Vingt minutes plus tard, il descendit dans le hall de l’hôtel, commanda un café en attendant Yamina à qui il avait donné rendez-vous pour le guider à nouveau à travers la campagne congolaise. Cette attente le troublait. Il n’arrêtait pas de regarder sa montre. Que se passait-il réellement ? Etait-ce l’éloignement de sa compagne Chloé, qu’il aimait pourtant. Gérard ne comprenait pas ce sentiment si fort qui l’enveloppait à la pensée de Yamina. Bien sûr, elle était belle, son sourire, ses yeux en amande, son port de tête magnifique, tout ça... Mais il avait déjà croisé des dizaines de jeunes et jolies congolaises sans pour autant être troublé comme cela. Non, ce n’était pas la raison.

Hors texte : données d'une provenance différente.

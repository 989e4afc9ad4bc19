//! HTTP/HTTPS server startup logic.

use std::net::SocketAddr;

use axum::Router;
use axum_server::tls_rustls::RustlsConfig;
use axum_server::Handle;

use crate::config::{AppConfig, TlsMode};

use super::shutdown;

/// Server startup error
#[derive(Debug, thiserror::Error)]
pub enum ServerError {
    #[error("Failed to bind server: {0}")]
    Bind(#[from] std::io::Error),

    #[error("Invalid listen address: {0}")]
    Address(String),

    #[error("Failed to load TLS configuration: {0}")]
    TlsConfig(String),
}

/// Start the HTTP/HTTPS server based on configuration.
///
/// This function blocks until the server shuts down.
pub async fn start_server(app: Router, config: &AppConfig) -> Result<(), ServerError> {
    let addr: SocketAddr = format!("{}:{}", config.http.host, config.http.port)
        .parse()
        .map_err(|e| ServerError::Address(format!("http.host/http.port: {}", e)))?;

    let handle = Handle::new();
    shutdown::setup_shutdown_handler(handle.clone());

    match config.http.tls.mode {
        TlsMode::None => {
            tracing::info!(%addr, "Starting HTTP server (no TLS)");
            axum_server::bind(addr)
                .handle(handle)
                .serve(app.into_make_service())
                .await?;
        }
        TlsMode::Manual => {
            // Presence is checked when the config is loaded
            let (Some(cert_path), Some(key_path)) = (
                config.http.tls.cert_path.as_deref(),
                config.http.tls.key_path.as_deref(),
            ) else {
                return Err(ServerError::TlsConfig(
                    "manual TLS requires cert_path and key_path".to_string(),
                ));
            };

            tracing::info!(%addr, cert = %cert_path, key = %key_path, "Starting HTTPS server (manual certs)");

            let rustls_config = RustlsConfig::from_pem_file(cert_path, key_path)
                .await
                .map_err(|e| ServerError::TlsConfig(format!("Failed to load certificates: {}", e)))?;

            shutdown::setup_reload_handler(
                rustls_config.clone(),
                cert_path.to_string(),
                key_path.to_string(),
            );

            axum_server::bind_rustls(addr, rustls_config)
                .handle(handle)
                .serve(app.into_make_service())
                .await?;
        }
    }

    tracing::info!("Server stopped");
    Ok(())
}
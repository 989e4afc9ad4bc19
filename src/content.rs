//! Static page content: the annotated `main.tf` blocks, the screenshot gallery
//! and the key-concept glossary.
//!
//! Everything here is configuration-as-data. The tables are read-only and are
//! handed to the state machines in [`crate::ui`] at construction.

use serde::Serialize;

use crate::ui::SnippetRecord;
use crate::ui::lightbox::{Accent, GalleryTab, Screenshot};

/// Annotated Terraform blocks, in the order they appear in `main.tf`.
pub static TERRAFORM_BLOCKS: &[SnippetRecord] = &[
    SnippetRecord {
        id: "provider",
        title: "AWS Provider",
        code: r#"provider "aws" {
  region = "us-west-2"
}"#,
        explanation: "Configures the AWS provider to deploy resources in the US West (Oregon) region. \
This tells Terraform which cloud provider to use and where to create the infrastructure.",
    },
    SnippetRecord {
        id: "vpc",
        title: "VPC Resource",
        code: r#"resource "aws_vpc" "main" {
  cidr_block           = "10.0.0.0/16"
  enable_dns_support   = true
  enable_dns_hostnames = true

  tags = {
    Name = "devops-project-5"
  }
}"#,
        explanation: "Creates the Virtual Private Cloud (VPC) with a CIDR block of 10.0.0.0/16, providing \
65,536 IP addresses. DNS support and hostnames are enabled to allow instances to resolve domain names \
and be assigned DNS hostnames within the VPC.",
    },
    SnippetRecord {
        id: "subnets",
        title: "Public and Private Subnets",
        code: r#"resource "aws_subnet" "public" {
  vpc_id                  = aws_vpc.main.id
  cidr_block              = "10.0.1.0/24"
  map_public_ip_on_launch = true
  availability_zone       = "us-west-2a"

  tags = {
    Name = "devops-project-5-public-subnet"
  }
}

resource "aws_subnet" "private" {
  vpc_id            = aws_vpc.main.id
  cidr_block        = "10.0.2.0/24"
  availability_zone = "us-west-2a"

  tags = {
    Name = "devops-project-5-private-subnet"
  }
}"#,
        explanation: "Creates two subnets in the same Availability Zone (us-west-2a). The Public subnet \
(10.0.1.0/24) automatically assigns public IPs to instances launched in it. The Private subnet \
(10.0.2.0/24) does not assign public IPs, keeping instances isolated from direct internet access.",
    },
    SnippetRecord {
        id: "igw",
        title: "Internet Gateway",
        code: r#"resource "aws_internet_gateway" "igw" {
  vpc_id = aws_vpc.main.id

  tags = {
    Name = "devops-project-5-igw"
  }
}"#,
        explanation: "Attaches an Internet Gateway to the VPC. This allows resources in public subnets to \
communicate with the internet, enabling both inbound and outbound internet traffic for publicly \
accessible instances.",
    },
    SnippetRecord {
        id: "nat",
        title: "NAT Gateway & Elastic IP",
        code: r#"resource "aws_eip" "nat_ip" {
  domain = "vpc"
}

resource "aws_nat_gateway" "nat" {
  allocation_id = aws_eip.nat_ip.id
  subnet_id     = aws_subnet.public.id

  tags = {
    Name = "devops-project-5-nat"
  }
}"#,
        explanation: "Creates an Elastic IP and a NAT Gateway in the public subnet. This allows instances \
in the private subnet to initiate outbound connections to the internet (e.g., for software updates) \
while preventing unsolicited inbound connections.",
    },
    SnippetRecord {
        id: "route_tables",
        title: "Route Tables",
        code: r#"resource "aws_route_table" "public" {
  vpc_id = aws_vpc.main.id

  route {
    cidr_block = "0.0.0.0/0"
    gateway_id = aws_internet_gateway.igw.id
  }

  tags = {
    Name = "devops-project-5-public-rt"
  }
}

resource "aws_route_table" "private" {
  vpc_id = aws_vpc.main.id

  route {
    cidr_block     = "0.0.0.0/0"
    nat_gateway_id = aws_nat_gateway.nat.id
  }

  tags = {
    Name = "devops-project-5-private-rt"
  }
}"#,
        explanation: "Configures routing tables for both subnets. The public route table directs all \
internet-bound traffic (0.0.0.0/0) to the Internet Gateway. The private route table routes \
internet-bound traffic through the NAT Gateway, enabling outbound access only.",
    },
    SnippetRecord {
        id: "route_associations",
        title: "Route Table Associations",
        code: r#"resource "aws_route_table_association" "public_assoc" {
  subnet_id      = aws_subnet.public.id
  route_table_id = aws_route_table.public.id
}

resource "aws_route_table_association" "private_assoc" {
  subnet_id      = aws_subnet.private.id
  route_table_id = aws_route_table.private.id
}"#,
        explanation: "Associates the route tables with their respective subnets. Traffic from the public \
subnet uses the public route table (via Internet Gateway) and traffic from the private subnet uses \
the private route table (via NAT Gateway).",
    },
    SnippetRecord {
        id: "frontend_sg",
        title: "Frontend Security Group",
        code: r#"resource "aws_security_group" "frontend_sg" {
  name   = "frontend-sg"
  vpc_id = aws_vpc.main.id

  ingress {
    description = "Allow HTTP"
    from_port   = 80
    to_port     = 80
    protocol    = "tcp"
    cidr_blocks = ["0.0.0.0/0"]
  }

  ingress {
    description = "Allow HTTPS"
    from_port   = 443
    to_port     = 443
    protocol    = "tcp"
    cidr_blocks = ["0.0.0.0/0"]
  }

  ingress {
    description = "Allow web app"
    from_port   = 3000
    to_port     = 3000
    protocol    = "tcp"
    cidr_blocks = ["0.0.0.0/0"]
  }

  ingress {
    description = "Allow SSH"
    from_port   = 22
    to_port     = 22
    protocol    = "tcp"
    cidr_blocks = ["0.0.0.0/0"]
  }

  egress {
    from_port   = 0
    to_port     = 0
    protocol    = "-1"
    cidr_blocks = ["0.0.0.0/0"]
  }

  tags = {
    Name = "frontend-sg"
  }
}"#,
        explanation: "Defines firewall rules for the frontend instance. Allows inbound HTTP (80), HTTPS \
(443), the web app (3000) and SSH (22) from anywhere on the internet, and all outbound traffic. \
The frontend is public while the set of open ports stays explicit.",
    },
    SnippetRecord {
        id: "backend_sg",
        title: "Backend Security Group",
        code: r#"resource "aws_security_group" "backend_sg" {
  name   = "backend-sg"
  vpc_id = aws_vpc.main.id

  ingress {
    description     = "Allow backend requests from frontend SG"
    from_port       = 8000
    to_port         = 8000
    protocol        = "tcp"
    security_groups = [aws_security_group.frontend_sg.id]
  }

  egress {
    from_port   = 0
    to_port     = 0
    protocol    = "-1"
    cidr_blocks = ["0.0.0.0/0"]
  }

  tags = {
    Name = "backend-sg"
  }
}"#,
        explanation: "Defines strict firewall rules for the backend instance. It ONLY accepts traffic on \
port 8000 from instances in the frontend security group. The backend is unreachable from the \
internet and can only be called by the frontend.",
    },
    SnippetRecord {
        id: "backend_instance",
        title: "Backend EC2 Instance",
        code: r#"resource "aws_instance" "backend" {
  ami                    = "ami-0892d3c7ee96c0bf7"
  instance_type          = "t2.micro"
  subnet_id              = aws_subnet.private.id
  private_ip             = "10.0.2.20"
  vpc_security_group_ids = [aws_security_group.backend_sg.id]

  user_data = file("user_data_backend.sh")

  tags = {
    Name = "backend-server"
  }
}"#,
        explanation: "Launches the backend EC2 instance in the private subnet with a static private IP \
(10.0.2.20). It has no public IP address. The user_data script installs the backend API and starts \
it on boot; it is only reachable from the frontend instance on port 8000.",
    },
    SnippetRecord {
        id: "frontend_instance",
        title: "Frontend EC2 Instance",
        code: r#"resource "aws_instance" "frontend" {
  depends_on = [
    aws_instance.backend
  ]

  ami                    = "ami-0892d3c7ee96c0bf7"
  instance_type          = "t2.small"
  subnet_id              = aws_subnet.public.id
  vpc_security_group_ids = [aws_security_group.frontend_sg.id]

  user_data = file("user_data_frontend.sh")

  tags = {
    Name = "frontend-server"
  }
}"#,
        explanation: "Launches the frontend EC2 instance in the public subnet. It explicitly depends on \
the backend instance so the backend is ready before the frontend starts. The user_data script \
installs and starts the web application on boot.",
    },
];

/// Screenshot gallery, one tab per stage of the walkthrough.
pub static SCREENSHOT_TABS: &[GalleryTab] = &[
    GalleryTab {
        id: "terraform",
        label: "Terraform",
        accent: Accent::Purple,
        shots: &[
            Screenshot {
                title: "1. Terraform Init",
                description: "Initializing the Terraform working directory and downloading providers.",
                src: "/static/screenshots/terraform-init.svg",
            },
            Screenshot {
                title: "2. Terraform Plan",
                description: "Previewing the changes that Terraform will make to the infrastructure.",
                src: "/static/screenshots/terraform-plan.svg",
            },
            Screenshot {
                title: "3. Terraform Apply",
                description: "Applying the configuration to create resources in AWS.",
                src: "/static/screenshots/terraform-apply.svg",
            },
        ],
    },
    GalleryTab {
        id: "aws",
        label: "AWS Console",
        accent: Accent::Blue,
        shots: &[
            Screenshot {
                title: "VPC Dashboard",
                description: "The created VPC with its ID and state.",
                src: "/static/screenshots/aws-vpc.svg",
            },
            Screenshot {
                title: "EC2 Instances",
                description: "Frontend (Public) and Backend (Private) instances running.",
                src: "/static/screenshots/aws-ec2-instances.svg",
            },
            Screenshot {
                title: "Security Groups",
                description: "Configured security groups for Frontend and Backend access control.",
                src: "/static/screenshots/aws-security-groups.svg",
            },
            Screenshot {
                title: "NAT Gateway",
                description: "NAT Gateway allowing private instances to access the internet.",
                src: "/static/screenshots/aws-nat-gateways.svg",
            },
        ],
    },
    GalleryTab {
        id: "verify",
        label: "Verification",
        accent: Accent::Green,
        shots: &[
            Screenshot {
                title: "Frontend Instance Summary",
                description: "The Public IPv4 address of the Frontend instance used to reach the application.",
                src: "/static/screenshots/aws-ec2-frontend.svg",
            },
            Screenshot {
                title: "Frontend Access & Backend Connectivity",
                description: "Accessing the Frontend via its Public IP and successfully pinging the Private Backend.",
                src: "/static/screenshots/backend-ping-success.svg",
            },
        ],
    },
];

/// Glossary entry shown in the "Key Concepts" section.
#[derive(Debug, Clone, Copy, Serialize)]
pub struct KeyConcept {
    pub term: &'static str,
    pub desc: &'static str,
    pub link: &'static str,
}

pub static KEY_CONCEPTS: &[KeyConcept] = &[
    KeyConcept {
        term: "VPC (Virtual Private Cloud)",
        desc: "A logically isolated section of the AWS Cloud where you can launch AWS resources in a virtual network that you define.",
        link: "https://docs.aws.amazon.com/vpc/latest/userguide/what-is-amazon-vpc.html",
    },
    KeyConcept {
        term: "CIDR Block",
        desc: "Classless Inter-Domain Routing. A method for allocating IP addresses and for IP routing.",
        link: "https://docs.aws.amazon.com/vpc/latest/userguide/vpc-cidr-blocks.html",
    },
    KeyConcept {
        term: "Subnet",
        desc: "A range of IP addresses in your VPC. You can launch AWS resources into a specified subnet.",
        link: "https://docs.aws.amazon.com/vpc/latest/userguide/configure-subnets.html",
    },
    KeyConcept {
        term: "Internet Gateway",
        desc: "A horizontally scaled, redundant, and highly available VPC component that allows communication between your VPC and the internet.",
        link: "https://docs.aws.amazon.com/vpc/latest/userguide/VPC_Internet_Gateway.html",
    },
    KeyConcept {
        term: "NAT Gateway",
        desc: "A Network Address Translation service. Instances in a private subnet can connect to services outside your VPC, but external services cannot initiate a connection with those instances.",
        link: "https://docs.aws.amazon.com/vpc/latest/userguide/vpc-nat-gateway.html",
    },
    KeyConcept {
        term: "Security Group",
        desc: "Acts as a virtual firewall for your EC2 instances to control incoming and outgoing traffic.",
        link: "https://docs.aws.amazon.com/vpc/latest/userguide/VPC_SecurityGroups.html",
    },
];
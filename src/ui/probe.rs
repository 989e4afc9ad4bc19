//! Backend connectivity probe.
//!
//! One outbound request per start, tracked as `Idle -> Loading -> Succeeded | Failed`.
//! The `Loading` variant doubles as the in-flight guard: a start while loading is
//! ignored, so at most one request is ever outstanding. Every failure is folded
//! into the configured canned message; the raw cause only goes to the log.

use async_trait::async_trait;
use http::StatusCode;
use serde::{Deserialize, Serialize};

/// Body returned by the backend liveness endpoint.
#[derive(Debug, Clone, PartialEq, Eq, Serialize, Deserialize)]
pub struct ProbeResult {
    pub message: String,
    pub ip: String,
    pub status: String,
}

/// Current probe state. Serializes as `{"state": "...", "detail": ...}` for templates.
#[derive(Debug, Clone, Default, PartialEq, Eq, Serialize)]
#[serde(tag = "state", content = "detail", rename_all = "snake_case")]
pub enum ProbeState {
    #[default]
    Idle,
    Loading,
    Succeeded(ProbeResult),
    Failed(String),
}

impl ProbeState {
    pub fn is_loading(&self) -> bool {
        matches!(self, ProbeState::Loading)
    }
}

/// Raw HTTP-shaped answer from a transport.
#[derive(Debug, Clone)]
pub struct ProbeResponse {
    pub status: StatusCode,
    pub body: Vec<u8>,
}

impl ProbeResponse {
    pub fn new(status: StatusCode, body: impl Into<Vec<u8>>) -> Self {
        Self {
            status,
            body: body.into(),
        }
    }
}

/// Network-level failure reported by a transport.
#[derive(Debug, thiserror::Error)]
#[error("{0}")]
pub struct TransportError(pub String);

/// Something that can carry the probe request to the relay.
#[async_trait]
pub trait ProbeTransport: Send + Sync {
    /// Perform exactly one request. No retries.
    async fn fetch(&self) -> Result<ProbeResponse, TransportError>;
}

/// Why a settled probe ended up `Failed`. Logged, never shown.
#[derive(Debug, thiserror::Error)]
enum ProbeFailure {
    #[error("transport error: {0}")]
    Transport(#[from] TransportError),
    #[error("relay answered {0}")]
    Status(StatusCode),
    #[error("malformed response body: {0}")]
    Malformed(#[from] serde_json::Error),
}

/// Single-use ticket for the request issued by [`ConnectivityProbe::begin`].
#[derive(Debug)]
#[must_use = "an in-flight probe has to be settled"]
pub struct InFlight {
    generation: u64,
}

#[derive(Debug, Clone)]
pub struct ConnectivityProbe {
    state: ProbeState,
    failure_message: String,
    generation: u64,
}

impl ConnectivityProbe {
    pub fn new(failure_message: impl Into<String>) -> Self {
        Self {
            state: ProbeState::Idle,
            failure_message: failure_message.into(),
            generation: 0,
        }
    }

    pub fn state(&self) -> &ProbeState {
        &self.state
    }

    pub fn failure_message(&self) -> &str {
        &self.failure_message
    }

    /// Enter `Loading` and hand out the ticket for the request about to be issued.
    ///
    /// Returns `None` while a request is already outstanding.
    pub fn begin(&mut self) -> Option<InFlight> {
        if self.state.is_loading() {
            tracing::debug!("Probe already in flight, ignoring start");
            return None;
        }

        self.generation += 1;
        self.state = ProbeState::Loading;
        Some(InFlight {
            generation: self.generation,
        })
    }

    /// Apply the outcome of the request identified by `ticket`.
    pub fn settle(&mut self, ticket: InFlight, outcome: Result<ProbeResponse, TransportError>) {
        if !self.state.is_loading() || ticket.generation != self.generation {
            debug_assert!(false, "settle called with a ticket this probe did not issue");
            tracing::warn!(
                ticket = ticket.generation,
                current = self.generation,
                "Ignoring stale probe outcome"
            );
            return;
        }

        self.state = match interpret(outcome) {
            Ok(result) => {
                tracing::info!(ip = %result.ip, status = %result.status, "Backend probe succeeded");
                ProbeState::Succeeded(result)
            }
            Err(cause) => {
                tracing::warn!(error = %cause, "Backend probe failed");
                ProbeState::Failed(self.failure_message.clone())
            }
        };
    }

    /// Run one complete probe through `transport`.
    ///
    /// A no-op when a request is already outstanding.
    pub async fn start_probe<T>(&mut self, transport: &T) -> &ProbeState
    where
        T: ProbeTransport + ?Sized,
    {
        if let Some(ticket) = self.begin() {
            let outcome = transport.fetch().await;
            self.settle(ticket, outcome);
        }
        &self.state
    }
}

fn interpret(outcome: Result<ProbeResponse, TransportError>) -> Result<ProbeResult, ProbeFailure> {
    let response = outcome?;
    if !response.status.is_success() {
        return Err(ProbeFailure::Status(response.status));
    }
    Ok(serde_json::from_slice(&response.body)?)
}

Toutes ces questions, ces pensées lui tournaient dans la tête. Le temps passait. Puis il eut un doute. Il se demanda si elle viendrait vraiment à ce rendez-vous. Il lui semblait qu’il était peut-être allé trop loin, trop vite, en lui prenant la main si souvent, la veille. Il aurait dû rester plus distant. Peut-être avait-elle été choquée par son attitude trop familière. Il regarda sa montre à nouveau. Dix minutes étaient passées depuis l’heure du rendez-vous. Le léger chuintement de la porte-tambour du hall lui fit lever les yeux de sa tasse de café vide. Un coup de tonnerre le frappa en pleine poitrine. Yamina était bien là, magnifique, princière, élégante malgré sa béquille, habillée d’une sorte de sari aux couleurs chaudes. Du fauteuil qu’occupait Gérard, dans le salon, jusqu’à la porte, il y avait une dizaine de mètres environ. Yamina chercha du regard vers le salon pour voir si Gérard se trouvait parmi les clients de l’hôtel. Leurs regards se croisèrent. Immédiatement, un sourire ensoleillé éclaira son visage. Gérard se leva aussitôt et la rejoignit.
Pour la première fois, et comme si cela avait été une évidence, Gérard s’approcha d’elle, passa naturellement sa main derrière son cou et l’embrassa.